Not all dogs should be bred.
I was robbed, cheated whatever you want to call it. None of her issues showed up under the time frame of my states puppy lemon law. 
Your best bet is to check the state where you bought the pup if there us a puppy lemon law


----------



## MaizieFrosty (Apr 12, 2019)

So sorry for your bad experience! I think visiting the puppy and breeder in person is so important. I realize not all people are able to do this, but if you can, DO. And then when you get there, if anything seems off, WALK AWAY. We've had so many horror stories here on the forum, especially recently, of horrible breeding/rearing practices and unethical breeders.


----------



## lily cd re (Jul 23, 2012)

The only way in many instances to put people like this out of business is to walk away and not take the pup you were interested in. The other thing to do is to check your state's agriculture and markets law regarding breeding and selling domestic animals and other similar laws as twyla referred to "puppy lemon laws."


----------



## Rosie's Mom (Aug 9, 2014)

twyla said:


> Unfortunately no, it is buyer beware.
> Not everyone breeding dogs should be and it seems to be a business of making money not healthy dogs for these folks selling dogs.
> I recently lost my beautiful Beatrice at 7 1/2 years after spending $25, 000 in vet bills, the byb I got her from didn't want to hear anything about her easily preventable health issues, basically she would have never been born if the appropriate testing had been done, her parents shouldn't have been bred.
> Not all dogs should be bred.
> ...


Unfortunately for us, we fell in love with her. To be honest, for us to just return her would be a very bad issue with 7 grandchildren-5of which are under 6. It might give them the idea if they are not perfect someone could get rid of them.

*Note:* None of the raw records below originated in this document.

//! # Text Layout
//!
//! Fixed-width helpers for 80mm thermal paper (48 columns, Font A). The
//! receipt and the closing report are both built from these.
//!
//! Widths count `char`s, not bytes, so `Órdenes` or `ñ` take one column.
//!
//! ```text
//! ================================================   separator('=')
//!                  WASH & FOLD                       center
//! Subtotal:                                B/20.00   label_value
//! Lavado y doblado con suavizante              ┐
//! hipoalergénico                     B/12.50   ┘     line_item (wrapped)
//! ```

use chrono::{DateTime, Datelike, FixedOffset, NaiveDate, Offset, Utc, Weekday};
use rust_decimal::{Decimal, RoundingStrategy};

use crate::money::Money;
use crate::{DEFAULT_CURRENCY_PREFIX, PAPER_WIDTH};

/// Panama, UTC-05:00, no daylight saving.
pub const DEFAULT_UTC_OFFSET_MINUTES: i32 = -300;

// =============================================================================
// Print Format
// =============================================================================

/// Paper and locale settings shared by every printed document.
#[derive(Debug, Clone, PartialEq)]
pub struct PrintFormat {
    pub width: usize,
    pub currency_prefix: String,
    pub utc_offset: FixedOffset,
}

impl PrintFormat {
    /// Builds a format from an offset in minutes east of UTC (Panama is -300).
    /// Out-of-range offsets fall back to UTC.
    pub fn new(width: usize, currency_prefix: impl Into<String>, utc_offset_minutes: i32) -> Self {
        PrintFormat {
            width,
            currency_prefix: currency_prefix.into(),
            utc_offset: offset_from_minutes(utc_offset_minutes),
        }
    }

    pub fn money(&self, amount: Money) -> String {
        format_currency(amount, &self.currency_prefix)
    }
}

impl Default for PrintFormat {
    fn default() -> Self {
        PrintFormat::new(PAPER_WIDTH, DEFAULT_CURRENCY_PREFIX, DEFAULT_UTC_OFFSET_MINUTES)
    }
}

pub fn offset_from_minutes(minutes: i32) -> FixedOffset {
    FixedOffset::east_opt(minutes.saturating_mul(60)).unwrap_or_else(|| Utc.fix())
}

// =============================================================================
// Line Helpers
// =============================================================================

fn width_of(text: &str) -> usize {
    text.chars().count()
}

/// Left-pads `text` so it sits in the middle of the line. Never pads the
/// right side.
pub fn center(text: &str, width: usize) -> String {
    let padding = width.saturating_sub(width_of(text)) / 2;
    format!("{}{}", " ".repeat(padding), text)
}

pub fn right_align(text: &str, width: usize) -> String {
    let padding = width.saturating_sub(width_of(text));
    format!("{}{}", " ".repeat(padding), text)
}

pub fn separator(ch: char, width: usize) -> String {
    std::iter::repeat(ch).take(width).collect()
}

/// `label` left, `value` right, at least one space between them.
pub fn label_value(label: &str, value: &str, width: usize) -> String {
    let spaces = width
        .saturating_sub(width_of(label) + width_of(value))
        .max(1);
    format!("{}{}{}", label, " ".repeat(spaces), value)
}

/// A description with its price right-aligned on the last line.
///
/// Descriptions longer than the space left by the price wrap onto further
/// lines; leading indentation is kept on every wrapped line.
pub fn line_item(description: &str, price: &str, width: usize) -> Vec<String> {
    let budget = width.saturating_sub(width_of(price) + 1).max(1);
    if width_of(description) <= budget {
        return vec![label_value(description, price, width)];
    }

    let trimmed = description.trim_start_matches(' ');
    let indent = &description[..description.len() - trimmed.len()];
    let inner = budget.saturating_sub(indent.len()).max(1);

    let mut lines: Vec<String> = word_wrap(trimmed, inner)
        .into_iter()
        .map(|line| format!("{}{}", indent, line))
        .collect();
    match lines.pop() {
        Some(last) => lines.push(label_value(&last, price, width)),
        None => lines.push(right_align(price, width)),
    }
    lines
}

/// Greedy word wrap. Words longer than the line are split.
pub fn word_wrap(text: &str, width: usize) -> Vec<String> {
    let width = width.max(1);
    let mut lines = Vec::new();
    let mut current = String::new();

    for word in text.split(' ').filter(|w| !w.is_empty()) {
        let mut word: Vec<char> = word.chars().collect();
        while word.len() > width {
            if !current.is_empty() {
                lines.push(std::mem::take(&mut current));
            }
            let rest = word.split_off(width);
            lines.push(word.into_iter().collect());
            word = rest;
        }
        let word: String = word.into_iter().collect();
        if word.is_empty() {
            continue;
        }

        let needed = if current.is_empty() {
            width_of(&word)
        } else {
            width_of(&current) + 1 + width_of(&word)
        };
        if needed <= width {
            if !current.is_empty() {
                current.push(' ');
            }
            current.push_str(&word);
        } else {
            lines.push(std::mem::replace(&mut current, word));
        }
    }
    if !current.is_empty() {
        lines.push(current);
    }
    lines
}

/// `B/12.50`. Rounded half-up to two decimals.
pub fn format_currency(amount: Money, prefix: &str) -> String {
    amount.format_with(prefix)
}

/// Weight with two decimals, half-up: `4.25`.
pub fn format_kg(weight: Decimal) -> String {
    let mut rounded = weight.round_dp_with_strategy(2, RoundingStrategy::MidpointAwayFromZero);
    rounded.rescale(2);
    rounded.to_string()
}

// =============================================================================
// Spanish Dates
// =============================================================================

const MONTHS: [&str; 12] = [
    "enero",
    "febrero",
    "marzo",
    "abril",
    "mayo",
    "junio",
    "julio",
    "agosto",
    "septiembre",
    "octubre",
    "noviembre",
    "diciembre",
];

fn weekday_name(day: Weekday) -> &'static str {
    match day {
        Weekday::Mon => "lunes",
        Weekday::Tue => "martes",
        Weekday::Wed => "miércoles",
        Weekday::Thu => "jueves",
        Weekday::Fri => "viernes",
        Weekday::Sat => "sábado",
        Weekday::Sun => "domingo",
    }
}

fn month_name(date: NaiveDate) -> &'static str {
    MONTHS[date.month0() as usize]
}

fn abbreviate(word: &str) -> String {
    word.chars().take(3).collect()
}

/// `viernes, 15 de marzo de 2024`
pub fn long_date_es(date: NaiveDate) -> String {
    format!(
        "{}, {} de {} de {}",
        weekday_name(date.weekday()),
        date.day(),
        month_name(date),
        date.year()
    )
}

/// `vie, 15 mar`
pub fn short_date_es(date: NaiveDate) -> String {
    format!(
        "{}, {} {}",
        abbreviate(weekday_name(date.weekday())),
        date.day(),
        abbreviate(month_name(date))
    )
}

/// `03/15/2024 09:30 AM`, the way Panamanian registers print it.
pub fn date_time_es(at: DateTime<FixedOffset>) -> String {
    at.format("%m/%d/%Y %I:%M %p").to_string()
}

// =============================================================================
// Text Builder
// =============================================================================

/// Accumulates the lines of one printed document.
#[derive(Debug, Clone)]
pub struct TextBuilder {
    lines: Vec<String>,
    width: usize,
}

impl TextBuilder {
    pub fn new(width: usize) -> Self {
        TextBuilder {
            lines: Vec::new(),
            width,
        }
    }

    pub fn width(&self) -> usize {
        self.width
    }

    pub fn blank(&mut self) {
        self.lines.push(String::new());
    }

    pub fn line(&mut self, text: impl Into<String>) {
        self.lines.push(text.into());
    }

    /// Word-wrapped free text, e.g. notes or an address.
    pub fn wrapped(&mut self, text: &str) {
        let lines = word_wrap(text, self.width);
        self.lines.extend(lines);
    }

    /// Word-wrapped text with `indent` in front of every line.
    pub fn indented(&mut self, indent: &str, text: &str) {
        let inner = self.width.saturating_sub(width_of(indent));
        for line in word_wrap(text, inner) {
            self.lines.push(format!("{}{}", indent, line));
        }
    }

    pub fn center(&mut self, text: &str) {
        for line in word_wrap(text, self.width) {
            self.lines.push(center(&line, self.width));
        }
    }

    pub fn right(&mut self, text: &str) {
        for line in word_wrap(text, self.width) {
            self.lines.push(right_align(&line, self.width));
        }
    }

    pub fn eq_sep(&mut self) {
        self.lines.push(separator('=', self.width));
    }

    pub fn dash_sep(&mut self) {
        self.lines.push(separator('-', self.width));
    }

    /// Label/value pair. When both do not fit on one line the value moves
    /// to its own right-aligned line.
    pub fn pair(&mut self, label: &str, value: &str) {
        if width_of(label) + 1 + width_of(value) <= self.width {
            self.lines.push(label_value(label, value, self.width));
        } else {
            self.wrapped(label);
            self.right(value);
        }
    }

    pub fn item(&mut self, description: &str, price: &str) {
        let lines = line_item(description, price, self.width);
        self.lines.extend(lines);
    }

    pub fn lines(&self) -> &[String] {
        &self.lines
    }

    pub fn finish(self) -> String {
        self.lines.join("\n")
    }
}

// =============================================================================
// Unit Tests
// =============================================================================

#[cfg(test)]
mod tests {
    use super::*;
    use chrono::TimeZone;
    use rust_decimal_macros::dec;

    #[test]
    fn test_center_pads_left_only() {
        assert_eq!(center("ABCD", 10), "   ABCD");
        assert_eq!(center("ABC", 10), "   ABC");
        assert_eq!(center(&"x".repeat(60), 48), "x".repeat(60));
        // Accented characters count as one column
        assert_eq!(center("CIERRE DEL DÍA", 20), "   CIERRE DEL DÍA");
    }

    #[test]
    fn test_right_align_and_separator() {
        assert_eq!(right_align("B/5.00", 10), "    B/5.00");
        assert_eq!(separator('=', 5), "=====");
    }

    #[test]
    fn test_label_value_fills_width() {
        let line = label_value("Subtotal:", "B/20.00", 48);
        assert_eq!(line.chars().count(), 48);
        assert!(line.starts_with("Subtotal:"));
        assert!(line.ends_with("B/20.00"));

        let tight = label_value("Método de Pago:", "Factura a Crédito", 20);
        assert_eq!(tight, "Método de Pago: Factura a Crédito");
    }

    #[test]
    fn test_line_item_wraps_long_descriptions() {
        let description = "Lavado y doblado especial con suavizante hipoalergénico";
        let lines = line_item(description, "B/12.50", 48);
        assert!(lines.len() > 1);
        for line in &lines {
            assert!(line.chars().count() <= 48, "overflow: {line:?}");
        }
        assert!(lines.last().unwrap().ends_with("B/12.50"));
        let rejoined: Vec<&str> = lines.iter().flat_map(|l| l.split_whitespace()).collect();
        assert_eq!(rejoined.last(), Some(&"B/12.50"));
        assert_eq!(rejoined.len(), description.split(' ').count() + 1);
    }

    #[test]
    fn test_line_item_keeps_indent() {
        let lines = line_item("  3 x B/10.00 camisas de vestir planchadas", "B/30.00", 30);
        assert!(lines.iter().all(|l| l.starts_with("  ")));
        assert!(lines.iter().all(|l| l.chars().count() <= 30));
    }

    #[test]
    fn test_word_wrap_splits_long_words() {
        assert_eq!(word_wrap("uno dos tres", 7), vec!["uno dos", "tres"]);
        assert_eq!(word_wrap("abcdefghij", 4), vec!["abcd", "efgh", "ij"]);
        assert!(word_wrap("   ", 10).is_empty());
    }

    #[test]
    fn test_currency_and_weight_format() {
        assert_eq!(format_currency(Money::new(dec!(12.5)), "B/"), "B/12.50");
        assert_eq!(format_currency(Money::new(dec!(0.005)), "$"), "$0.01");
        assert_eq!(format_kg(dec!(4.125)), "4.13");
        assert_eq!(format_kg(dec!(3)), "3.00");
    }

    #[test]
    fn test_spanish_dates() {
        let date = NaiveDate::from_ymd_opt(2024, 3, 15).unwrap();
        assert_eq!(long_date_es(date), "viernes, 15 de marzo de 2024");
        assert_eq!(short_date_es(date), "vie, 15 mar");

        let at = offset_from_minutes(-300)
            .with_ymd_and_hms(2024, 3, 15, 14, 5, 0)
            .unwrap();
        assert_eq!(date_time_es(at), "03/15/2024 02:05 PM");
    }

    #[test]
    fn test_builder_pair_overflow_moves_value() {
        let mut builder = TextBuilder::new(20);
        builder.pair("Total de Órdenes:", "12");
        builder.pair("Balance de apertura de caja:", "B/100.00");
        let text = builder.finish();
        let lines: Vec<&str> = text.lines().collect();
        assert_eq!(lines[0].chars().count(), 20);
        assert_eq!(lines.last().unwrap(), &"            B/100.00");
    }

    #[test]
    fn test_default_format() {
        let format = PrintFormat::default();
        assert_eq!(format.width, 48);
        assert_eq!(format.utc_offset.local_minus_utc(), -5 * 3600);
        assert_eq!(format.money(Money::from_cents(1250)), "B/12.50");
        assert_eq!(offset_from_minutes(100_000).local_minus_utc(), 0);
    }
}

House training has been difficult as she had zero idea of being clean. We are still having major problems. This definitely not our first rodeo and even my close friend who is our local animal control officer is stumped. Weeks of me stand in ding outside for over an hour and her urinating when I get in the house is getting old.


----------



## Johanna (Jun 21, 2017)

For those of you who might be considering buying a dog of any breed, I think your first stop should be Orthopedic Foundation for Animals web site (www.ofa.org).


----------



## PeggyTheParti (Sep 5, 2019)

What did the Humane Society say? If you are genuinely concerned about the welfare of the animals living under the breeder’s roof, I’m surprised they didn’t investigate. What about local animal control?

As far as the commercial side of their enterprise goes, probably the best thing you can do is get their name out so anyone googling them will see your review. And if you feel there is anything illegal about what they’re doing (e.g. bait and switch, anything you might consider a scam) contact the FTC or state attorney general.


----------



## twyla (Apr 28, 2010)

Rosie's Mom said:


> Unfortunately for us, we fell in love with her. To be honest, for us to just return her would be a very bad issue with 7 grandchildren-5of which are under 6. It might give them the idea if they are not perfect someone could get rid of them.
> 
> House training has been difficult as she had zero idea of being clean. We are still having major problems. This definitely not our first rodeo and even my close friend who is our local animal control officer is stumped. Weeks of me stand in ding outside for over an hour and her urinating when I get in the house is getting old.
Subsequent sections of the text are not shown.